An Education Department press release on Monday said that officials had “not published a proposed or final rule defining professional student yet.”
In its own statement, the Massachusetts Nurses Association Board of Directors said that “reclassification is not a technical adjustment. Rather it is a direct attack on the healthcare workforce and the future of patient care.
“To arbitrarily strip professional status from nursing and healthcare professional degrees is an insult to every person who delivers lifesaving care and a blow to the healthcare system that depends on us,” the statement said.
Murphy, a critical care nurse at Brigham and Women’s Hospital in Boston, has been in the profession for 50 years. She said that changes to loan access will harm not only nursing but patients as well.
“We’re trying to attract more and more people and we’re trying to attract a more diverse complement of people that are entering this profession,” Murphy said. She also mentioned that since patients have better health outcomes when they have a cultural bond with their health provider, “we need to have access to these federal loans.”
Nurses don’t just give patients pills and help them to the bathroom. Advanced practice nurses give reproductive care as nurse midwives. Some patients receive anesthesia from certified nurse anesthetists.
“These professionals provide our care.
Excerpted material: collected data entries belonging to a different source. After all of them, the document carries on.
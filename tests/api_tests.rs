//! HTTP API tests
//!
//! Drive the router in-process, with axum-test for JSON routes and raw
//! `oneshot` requests for multipart uploads. Uploads run against an
//! in-test engine that echoes the image bytes back as text.

use std::sync::Arc;
use std::time::Duration;

use async_trait::async_trait;
use axum::body::{to_bytes, Body, Bytes};
use axum::http::{header, Request, StatusCode};
use axum::Router;
use axum_test::TestServer;
use serde_json::{json, Value};
use tower::ServiceExt;

use shelfscan_server::config::{Config, Variant};
use shelfscan_server::ocr::{
    OcrError, OcrProgress, OcrProvider, OcrProviderTrait, OcrResult, OcrService, ProgressSink,
};
use shelfscan_server::storage::{BlobStore, MemoryBlobStore};
use shelfscan_server::{router, AppState};

fn app_with(variant: Variant, blob: Arc<dyn BlobStore>) -> Router {
    let config = Config {
        variant,
        ..Config::default()
    };
    router(AppState::with_parts(config, blob, OcrService::with_providers("eng", vec![])))
}

fn server_with(variant: Variant, blob: Arc<dyn BlobStore>) -> TestServer {
    TestServer::new(app_with(variant, blob)).unwrap()
}

fn registered() -> TestServer {
    server_with(Variant::Registered, Arc::new(MemoryBlobStore::new()))
}

async fn register(server: &TestServer, number: &str, email: &str) -> Value {
    let issued = server
        .post("/api/v1/registrations/request-code")
        .json(&json!({ "number": number, "email": email }))
        .await;
    issued.assert_status_ok();
    let code = issued.json::<Value>()["code"].as_str().unwrap().to_string();

    let verified = server
        .post("/api/v1/registrations/verify")
        .json(&json!({ "code": code }))
        .await;
    verified.assert_status_ok();
    verified.json::<Value>()
}

#[tokio::test]
async fn test_health() {
    let server = registered();

    let response = server.get("/health").await;
    response.assert_status_ok();

    let body = response.json::<Value>();
    assert_eq!(body["status"], "healthy");
    assert_eq!(body["variant"], "registered");
}

#[tokio::test]
async fn test_extract_text() {
    let server = registered();

    let response = server
        .post("/api/v1/extract/text")
        .json(&json!({ "text": "Dune / Frank Herbert / Ace\nab\n\nEmma" }))
        .await;
    response.assert_status_ok();

    let body = response.json::<Value>();
    assert_eq!(body["count"], 2);
    assert_eq!(body["books"][0]["title"], "Dune");
    assert_eq!(body["books"][0]["author"], "Frank Herbert");
    assert_eq!(body["books"][0]["publisher"], "Ace");
    assert_eq!(body["books"][1]["title"], "Emma");
    assert_eq!(body["books"][1]["author"], "");
}

#[tokio::test]
async fn test_registration_round_trip() {
    let server = registered();

    let body = register(&server, " L-100 ", "reader@example.com").await;
    assert_eq!(body["activeLflNumber"], "L-100");
    assert_eq!(body["registrations"][0]["number"], "L-100");
    assert!(body["pending"].is_null());

    let listed = server.get("/api/v1/registrations").await.json::<Value>();
    assert_eq!(listed["registrations"].as_array().unwrap().len(), 1);
    assert_eq!(listed["activeLflNumber"], "L-100");
}

#[tokio::test]
async fn test_wrong_code_keeps_challenge() {
    let server = registered();

    let issued = server
        .post("/api/v1/registrations/request-code")
        .json(&json!({ "number": "L-1", "email": "a@example.com" }))
        .await
        .json::<Value>();
    let code = issued["code"].as_str().unwrap();
    let wrong = if code == "100000" { "100001" } else { "100000" };

    let response = server
        .post("/api/v1/registrations/verify")
        .json(&json!({ "code": wrong }))
        .await;
    response.assert_status(StatusCode::BAD_REQUEST);
    assert_eq!(response.json::<Value>()["error"], "code_mismatch");

    let listed = server.get("/api/v1/registrations").await.json::<Value>();
    assert!(listed["registrations"].as_array().unwrap().is_empty());
    assert_eq!(listed["pending"]["number"], "L-1");
}

#[tokio::test]
async fn test_verify_without_challenge() {
    let server = registered();

    let response = server
        .post("/api/v1/registrations/verify")
        .json(&json!({ "code": "123456" }))
        .await;
    response.assert_status(StatusCode::CONFLICT);
}

#[tokio::test]
async fn test_request_code_requires_both_fields() {
    let server = registered();

    let response = server
        .post("/api/v1/registrations/request-code")
        .json(&json!({ "number": "L-1", "email": "   " }))
        .await;
    response.assert_status(StatusCode::BAD_REQUEST);
    assert_eq!(response.json::<Value>()["error"], "missing_fields");
}

#[tokio::test]
async fn test_select_active() {
    let server = registered();
    register(&server, "L-1", "a@example.com").await;
    register(&server, "L-2", "b@example.com").await;

    let response = server
        .put("/api/v1/registrations/active")
        .json(&json!({ "number": "L-1" }))
        .await;
    response.assert_status_ok();
    assert_eq!(response.json::<Value>()["activeLflNumber"], "L-1");

    let unknown = server
        .put("/api/v1/registrations/active")
        .json(&json!({ "number": "L-9" }))
        .await;
    unknown.assert_status(StatusCode::NOT_FOUND);

    let cleared = server
        .put("/api/v1/registrations/active")
        .json(&json!({ "number": "" }))
        .await;
    cleared.assert_status_ok();
    assert!(cleared.json::<Value>()["activeLflNumber"].is_null());
}

#[tokio::test]
async fn test_registrations_survive_restart() {
    let blob: Arc<dyn BlobStore> = Arc::new(MemoryBlobStore::new());

    let first = server_with(Variant::Registered, blob.clone());
    register(&first, "L-7", "c@example.com").await;

    let second = server_with(Variant::Registered, blob);
    let listed = second.get("/api/v1/registrations").await.json::<Value>();
    assert_eq!(listed["registrations"][0]["email"], "c@example.com");
    assert_eq!(listed["activeLflNumber"], "L-7");
}

#[tokio::test]
async fn test_empty_session_history() {
    let server = registered();

    let sessions = server.get("/api/v1/sessions").await.json::<Value>();
    assert!(sessions.as_array().unwrap().is_empty());

    let history = server.get("/api/v1/sessions/history").await.json::<Value>();
    assert!(history.as_array().unwrap().is_empty());

    let download = server.get("/api/v1/sessions/books.json").await;
    download.assert_status_ok();
    assert_eq!(download.text(), "[]");
    let disposition = download.header("content-disposition");
    assert_eq!(disposition.to_str().unwrap(), "attachment; filename=\"books.json\"");
}

#[tokio::test]
async fn test_unknown_session() {
    let server = registered();

    server
        .get("/api/v1/sessions/not-a-uuid")
        .await
        .assert_status(StatusCode::NOT_FOUND);
    server
        .get("/api/v1/sessions/6f1c1c1e-0000-4000-8000-000000000000")
        .await
        .assert_status(StatusCode::NOT_FOUND);
}

#[tokio::test]
async fn test_status_idle() {
    let server = registered();

    let body = server.get("/api/v1/status").await.json::<Value>();
    assert_eq!(body["busy"], false);
    assert!(body["revision"].is_u64());
}

#[tokio::test]
async fn test_basic_variant_routes() {
    let server = server_with(Variant::Basic, Arc::new(MemoryBlobStore::new()));

    let cards = server.get("/api/v1/ocr/books").await.json::<Value>();
    assert_eq!(cards["resultCount"], "0 books");
    assert!(cards["cards"].as_array().unwrap().is_empty());

    let html = server.get("/api/v1/ocr/cards.html").await;
    html.assert_status_ok();
    assert!(!html.text().is_empty());

    // Registration endpoints only exist in the registered variant
    server
        .get("/api/v1/registrations")
        .await
        .assert_status(StatusCode::NOT_FOUND);
}

/// Reads the "image" bytes as text; `unreadable` fails like a blurry photo
struct EchoProvider;

#[async_trait]
impl OcrProviderTrait for EchoProvider {
    fn provider_type(&self) -> OcrProvider {
        OcrProvider::Tesseract
    }

    async fn is_available(&self) -> bool {
        true
    }

    async fn recognize(
        &self,
        image_data: &[u8],
        _language: &str,
        progress: &ProgressSink,
    ) -> Result<OcrResult, OcrError> {
        progress.report(OcrProgress::recognizing(0.5));
        if image_data == b"unreadable" {
            return Err(OcrError::ProcessingError("no text found".to_string()));
        }
        Ok(OcrResult {
            text: String::from_utf8_lossy(image_data).into_owned(),
            provider: OcrProvider::Tesseract,
        })
    }
}

/// Registered-variant state with an engine and an active LFL number
fn scanning_state(lfl_number: &str) -> AppState {
    let config = Config {
        variant: Variant::Registered,
        ..Config::default()
    };
    let state = AppState::with_parts(
        config,
        Arc::new(MemoryBlobStore::new()),
        OcrService::with_providers("eng", vec![Arc::new(EchoProvider)]),
    );

    {
        let mut registrations = state.registrations().lock();
        let pending = registrations.request_code(lfl_number, "desk@example.com").unwrap();
        registrations.verify_code(&pending.code).unwrap();
    }
    state
}

fn multipart_request(uri: &str, files: &[(&str, &str, &str)]) -> Request<Body> {
    const BOUNDARY: &str = "shelfscan-test-boundary";

    let mut body = Vec::new();
    for (file_name, content_type, data) in files {
        body.extend_from_slice(format!("--{}\r\n", BOUNDARY).as_bytes());
        body.extend_from_slice(
            format!(
                "Content-Disposition: form-data; name=\"images\"; filename=\"{}\"\r\nContent-Type: {}\r\n\r\n",
                file_name, content_type
            )
            .as_bytes(),
        );
        body.extend_from_slice(data.as_bytes());
        body.extend_from_slice(b"\r\n");
    }
    body.extend_from_slice(format!("--{}--\r\n", BOUNDARY).as_bytes());

    Request::builder()
        .method("POST")
        .uri(uri)
        .header(
            header::CONTENT_TYPE,
            format!("multipart/form-data; boundary={}", BOUNDARY),
        )
        .body(Body::from(body))
        .unwrap()
}

async fn send(app: &Router, request: Request<Body>) -> (StatusCode, Bytes) {
    let response = app.clone().oneshot(request).await.unwrap();
    let status = response.status();
    let bytes = to_bytes(response.into_body(), usize::MAX).await.unwrap();
    (status, bytes)
}

async fn get(app: &Router, uri: &str) -> (StatusCode, Bytes) {
    send(app, Request::builder().uri(uri).body(Body::empty()).unwrap()).await
}

#[tokio::test]
async fn test_upload_refused_without_active_registration() {
    let app = app_with(Variant::Registered, Arc::new(MemoryBlobStore::new()));
    let (status, bytes) = send(
        &app,
        multipart_request("/api/v1/sessions", &[("shelf.jpg", "image/jpeg", "jpeg bytes")]),
    )
    .await;

    assert_eq!(status, StatusCode::CONFLICT);
    let body: Value = serde_json::from_slice(&bytes).unwrap();
    assert_eq!(body["error"], "no_active_registration");
}

#[tokio::test]
async fn test_basic_upload_rejects_non_image() {
    let app = app_with(Variant::Basic, Arc::new(MemoryBlobStore::new()));
    let (status, _) = send(
        &app,
        multipart_request("/api/v1/ocr", &[("notes.txt", "text/plain", "hello")]),
    )
    .await;

    assert_eq!(status, StatusCode::UNSUPPORTED_MEDIA_TYPE);
}

#[tokio::test]
async fn test_waiting_upload_returns_resolved_sessions() {
    let app = router(scanning_state("L-3"));

    let (status, bytes) = send(
        &app,
        multipart_request(
            "/api/v1/sessions?wait=true",
            &[
                ("left.jpg", "image/jpeg", "Dune / Frank Herbert / Ace"),
                ("blurry.jpg", "image/jpeg", "unreadable"),
                ("right.png", "image/png", "Emma / Jane Austen\nxy"),
            ],
        ),
    )
    .await;
    assert_eq!(status, StatusCode::OK);

    let sessions: Value = serde_json::from_slice(&bytes).unwrap();
    let sessions = sessions.as_array().unwrap();
    let statuses: Vec<_> = sessions.iter().map(|s| s["statusLabel"].as_str().unwrap()).collect();
    assert_eq!(statuses, vec!["done", "failed", "done"]);

    assert!(sessions.iter().all(|s| s["lflNumber"] == "L-3"));
    assert_eq!(sessions[0]["imageName"], "left.jpg");
    assert_eq!(sessions[0]["books"][0]["publisher"], "Ace");
    assert!(sessions[1]["books"].as_array().unwrap().is_empty());
    assert_eq!(sessions[2]["books"][0]["author"], "Jane Austen");

    let (_, status_bytes) = get(&app, "/api/v1/status").await;
    let indicator: Value = serde_json::from_slice(&status_bytes).unwrap();
    assert_eq!(indicator["busy"], false);
}

#[tokio::test]
async fn test_accepted_upload_completes_in_background() {
    let app = router(scanning_state("L-4"));

    let (status, bytes) = send(
        &app,
        multipart_request(
            "/api/v1/sessions",
            &[
                ("a.jpg", "image/jpeg", "Kokoro / Natsume Soseki"),
                ("b.jpg", "image/jpeg", "Snow Country / Kawabata"),
            ],
        ),
    )
    .await;
    assert_eq!(status, StatusCode::ACCEPTED);
    let accepted: Value = serde_json::from_slice(&bytes).unwrap();
    assert_eq!(accepted["accepted"], 2);
    assert_eq!(accepted["lflNumber"], "L-4");

    for _ in 0..100 {
        let (_, bytes) = get(&app, "/api/v1/sessions").await;
        let sessions: Value = serde_json::from_slice(&bytes).unwrap();
        let sessions = sessions.as_array().unwrap();
        if sessions.len() == 2 && sessions.iter().all(|s| s["statusLabel"] == "done") {
            assert_eq!(sessions[0]["books"][0]["title"], "Kokoro");
            assert_eq!(sessions[1]["books"][0]["title"], "Snow Country");
            return;
        }
        tokio::time::sleep(Duration::from_millis(20)).await;
    }
    panic!("background batch never completed");
}

#[tokio::test]
async fn test_preview_serves_uploaded_image() {
    let app = router(scanning_state("L-5"));

    let (_, bytes) = send(
        &app,
        multipart_request(
            "/api/v1/sessions?wait=true",
            &[("cover.png", "image/png", "Norwegian Wood / Murakami")],
        ),
    )
    .await;
    let sessions: Value = serde_json::from_slice(&bytes).unwrap();
    let id = sessions[0]["id"].as_str().unwrap().to_string();
    let uri = format!("/api/v1/sessions/{}/preview", id);

    // The preview is stored by its own task
    for _ in 0..100 {
        let response = app
            .clone()
            .oneshot(Request::builder().uri(&uri).body(Body::empty()).unwrap())
            .await
            .unwrap();
        if response.status() == StatusCode::OK {
            assert_eq!(response.headers()[header::CONTENT_TYPE], "image/png");
            let bytes = to_bytes(response.into_body(), usize::MAX).await.unwrap();
            assert_eq!(bytes.as_ref(), b"Norwegian Wood / Murakami");
            return;
        }
        tokio::time::sleep(Duration::from_millis(10)).await;
    }
    panic!("preview never became available");
}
You can get your primary care from a nurse practitioner. All of my children’s deliveries were with nurse midwives,” Murphy said. “In underserved and rural communities, there’s a real lack of division, so advanced practice nurses are critical in providing primary care, reproductive care, and family practice. So much care can be delivered with people in advanced practice roles.”
During the height of the COVID-19 pandemic, nurses and other health care workers were regularly cheered by strangers and hailed as heroes. By the end of 2020, about 62 percent of nurses reported experiencing burnout, according to an American Nurses Association survey. In five years, that number has barely budged. Now is not the time to dissuade a new generation of potential nurses.
On May 6, the White House commemorated National Nurses Day with a message that said that nurses “reflect the character of America and epitomize the inexhaustible capacity of the human spirit.”
If the Department of Education limits loan amounts for those who want to further their nursing education, that would reflect the character of an administration that always seems intent on hurting Americans instead of helping them.
An Education Department change could limit loan access for potential nursing grad students.